Gaining prior knowledge of the nature of the variability of our candidates before proceeding to the frequency analysis is helpful as we can focus on the most promising candidates. To characterise the variability of the candidates, we compute diverse variability indices from their time series. For several reasons, however, we only focus on two indices: the magnitude of variability (V) and the median absolute deviation (MAD; Rindskopf et al. 2010). One reason is that our data contain a wide range of observations per light curve, from 40 to hundreds of observations, which might introduce a bias into the derived statistical properties. Another reason is that since the light curves are subject to outliers, we need a statistical tool that is less sensitive to outliers.

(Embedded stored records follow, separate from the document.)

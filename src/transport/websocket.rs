// src/transport/websocket.rs - JSON-RPC over a WebSocket to the relay
use super::jsonrpc::{self, Incoming, RpcError};
use super::{RpcTransport, TransportConnector, TransportError, TransportEvent, TransportEvents};
use async_trait::async_trait;
use futures_util::{SinkExt, StreamExt};
use serde_json::Value;
use std::collections::HashMap;
use std::sync::Arc;
use std::sync::atomic::{AtomicBool, AtomicU64, Ordering};
use std::time::Duration;
use tokio::sync::{Mutex, mpsc, oneshot};
use tokio::time::timeout;
use tokio_tungstenite::connect_async;
use tokio_tungstenite::tungstenite::Message;

type PendingCalls = Arc<Mutex<HashMap<u64, oneshot::Sender<Result<Value, TransportError>>>>>;

/// Relay connection: one background task owns the socket, calls are
/// correlated by id through the pending table.
pub struct WebSocketTransport {
    url: String,
    /// Frames waiting for the socket task
    outgoing: mpsc::UnboundedSender<Message>,
    pending: PendingCalls,
    next_id: AtomicU64,
    open: Arc<AtomicBool>,
    call_timeout: Duration,
}

impl WebSocketTransport {
    /// Start connecting to `url`. Returns at once; `events` receives
    /// `Open` when the socket is usable and `Closed` when it is gone.
    pub fn open(url: &str, call_timeout: Duration, events: TransportEvents) -> Self {
        let (outgoing, outgoing_rx) = mpsc::unbounded_channel();
        let pending: PendingCalls = Arc::new(Mutex::new(HashMap::new()));
        let open = Arc::new(AtomicBool::new(false));

        tokio::spawn(run_socket(
            url.to_string(),
            outgoing_rx,
            pending.clone(),
            open.clone(),
            events,
        ));

        Self {
            url: url.to_string(),
            outgoing,
            pending,
            next_id: AtomicU64::new(1),
            open,
            call_timeout,
        }
    }

    pub async fn pending_calls(&self) -> usize {
        self.pending.lock().await.len()
    }
}

#[async_trait]
impl RpcTransport for WebSocketTransport {
    async fn call(&self, method: &str, params: Value) -> Result<Value, TransportError> {
        if !self.is_open() {
            tracing::debug!("Dropping call '{}', relay socket not open", method);
            return Err(TransportError::NotOpen);
        }

        let id = self.next_id.fetch_add(1, Ordering::SeqCst);
        let text = jsonrpc::encode_request(id, method, &params)?;

        let (response_tx, response_rx) = oneshot::channel();
        {
            let mut pending_guard = self.pending.lock().await;
            pending_guard.insert(id, response_tx);
        }

        tracing::debug!("Relay <- #{} {} {}", id, method, params);
        if self.outgoing.send(Message::Text(text)).is_err() {
            self.pending.lock().await.remove(&id);
            return Err(TransportError::Closed);
        }

        match timeout(self.call_timeout, response_rx).await {
            Ok(Ok(outcome)) => outcome,
            Ok(Err(_)) => Err(TransportError::Closed),
            Err(_) => {
                // Timeout - clean up pending call
                self.pending.lock().await.remove(&id);
                tracing::warn!("Call #{} '{}' timed out", id, method);
                Err(TransportError::Timeout {
                    method: method.to_string(),
                    timeout_ms: self.call_timeout.as_millis() as u64,
                })
            }
        }
    }

    async fn notify(&self, method: &str, params: Value) -> Result<(), TransportError> {
        if !self.is_open() {
            tracing::debug!("Dropping notification '{}', relay socket not open", method);
            return Err(TransportError::NotOpen);
        }
        let text = jsonrpc::encode_notification(method, &params)?;
        self.outgoing
            .send(Message::Text(text))
            .map_err(|_| TransportError::Closed)
    }

    fn is_open(&self) -> bool {
        self.open.load(Ordering::SeqCst)
    }

    async fn close(&self) {
        if self.open.swap(false, Ordering::SeqCst) {
            tracing::info!("Closing relay socket {}", self.url);
            let _ = self.outgoing.send(Message::Close(None));
        }
    }
}

impl std::fmt::Debug for WebSocketTransport {
    fn fmt(&self, f: &mut std::fmt::Formatter<'_>) -> std::fmt::Result {
        f.debug_struct("WebSocketTransport")
            .field("url", &self.url)
            .field("open", &self.is_open())
            .finish()
    }
}

async fn run_socket(
    url: String,
    mut outgoing_rx: mpsc::UnboundedReceiver<Message>,
    pending: PendingCalls,
    open: Arc<AtomicBool>,
    events: TransportEvents,
) {
    tracing::info!("Connecting to relay at {}", url);
    let stream = match connect_async(url.as_str()).await {
        Ok((stream, _)) => stream,
        Err(e) => {
            let error = TransportError::Connect(e.to_string());
            tracing::error!("{}", error);
            let _ = events.send(TransportEvent::Error(error.to_string()));
            let _ = events.send(TransportEvent::Closed);
            return;
        }
    };

    open.store(true, Ordering::SeqCst);
    tracing::info!("Relay socket open: {}", url);
    let _ = events.send(TransportEvent::Open);

    let (mut sink, mut source) = stream.split();
    loop {
        tokio::select! {
            frame = outgoing_rx.recv() => {
                let Some(frame) = frame else {
                    // Transport handle dropped
                    let _ = sink.send(Message::Close(None)).await;
                    break;
                };
                let closing = matches!(frame, Message::Close(_));
                if let Err(e) = sink.send(frame).await {
                    tracing::error!("Relay socket write error: {}", e);
                    let _ = events.send(TransportEvent::Error(TransportError::Send(e.to_string()).to_string()));
                    break;
                }
                if closing {
                    break;
                }
            }
            message = source.next() => {
                match message {
                    Some(Ok(Message::Text(text))) => {
                        if let Some(reply) = handle_incoming(&text, &pending).await {
                            if let Err(e) = sink.send(Message::Text(reply)).await {
                                tracing::error!("Relay socket write error: {}", e);
                                let _ = events.send(TransportEvent::Error(e.to_string()));
                                break;
                            }
                        }
                    }
                    Some(Ok(Message::Close(frame))) => {
                        tracing::info!("Relay closed the socket: {:?}", frame);
                        break;
                    }
                    Some(Ok(other)) => {
                        tracing::trace!("Ignoring relay frame: {:?}", other);
                    }
                    Some(Err(e)) => {
                        tracing::error!("Relay socket read error: {}", e);
                        let _ = events.send(TransportEvent::Error(e.to_string()));
                        break;
                    }
                    None => {
                        tracing::info!("Relay socket stream ended");
                        break;
                    }
                }
            }
        }
    }

    open.store(false, Ordering::SeqCst);
    let mut pending_guard = pending.lock().await;
    for (_, waiter) in pending_guard.drain() {
        let _ = waiter.send(Err(TransportError::Closed));
    }
    drop(pending_guard);
    let _ = events.send(TransportEvent::Closed);
}

/// Route one text frame. Returns a reply frame for relay-initiated requests.
async fn handle_incoming(text: &str, pending: &PendingCalls) -> Option<String> {
    let incoming = match jsonrpc::parse(text) {
        Ok(incoming) => incoming,
        Err(e) => {
            tracing::warn!("Ignoring relay message: {}", e);
            return None;
        }
    };

    match incoming {
        Incoming::Response { id, outcome } => {
            tracing::debug!("Relay -> #{} {:?}", id, outcome);
            let waiter = pending.lock().await.remove(&id);
            match waiter {
                Some(waiter) => {
                    let _ = waiter.send(outcome.map_err(TransportError::from));
                }
                None => tracing::debug!("No pending call for response #{}", id),
            }
            None
        }
        Incoming::Request { id, method, .. } => {
            tracing::debug!("Relay requested unsupported method '{}'", method);
            let error = RpcError {
                code: jsonrpc::METHOD_NOT_FOUND,
                message: format!("method '{}' not found", method),
                data: None,
            };
            jsonrpc::encode_error(&id, &error).ok()
        }
        Incoming::Notification { method, params } => {
            tracing::debug!("Relay notification '{}': {}", method, params);
            None
        }
    }
}

/// Opens a fresh [`WebSocketTransport`] per session.
#[derive(Debug, Clone)]
pub struct WebSocketConnector {
    url: String,
    call_timeout: Duration,
}

impl WebSocketConnector {
    pub fn new(url: impl Into<String>, call_timeout: Duration) -> Self {
        Self { url: url.into(), call_timeout }
    }

    pub fn from_config(relay: &crate::config::RelayConfig) -> Self {
        Self::new(relay.url.clone(), relay.call_timeout())
    }
}

impl TransportConnector for WebSocketConnector {
    fn open(&self, events: TransportEvents) -> Arc<dyn RpcTransport> {
        Arc::new(WebSocketTransport::open(&self.url, self.call_timeout, events))
    }
}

The magnitude of variability is defined as the standard deviation of the flux over the average flux. The larger this value, the higher the level of variability of a given object. On the other hand, the MAD is a robust statistical tool for measuring the variance of data, which is less sensitive to outliers compared to the standard deviation (e.g., Eyer et al. 2023; Rindskopf et al. 2010). We computed these two indices for the 610 candidates using flux values in the q band. As their resulting values are somewhat skewed, we plot them on a logarithmic scale in Fig. 14. This figure shows that the two indices are independent of the number of observations and reveals that our candidates have a varied range of variability. By visually inspecting the candidates’ phase-folded light curves, we plot in the same figure those candidates that are found to be EBs. The majority of these EB candidates have higher values of the MAD and V indices, which suggests that, although no evident clusters can be found in the figure, these two variability indices might provide us with constraints on the variability of the candidates. Furthermore, the resulting correlations between various variability indices are presented in Appendix B.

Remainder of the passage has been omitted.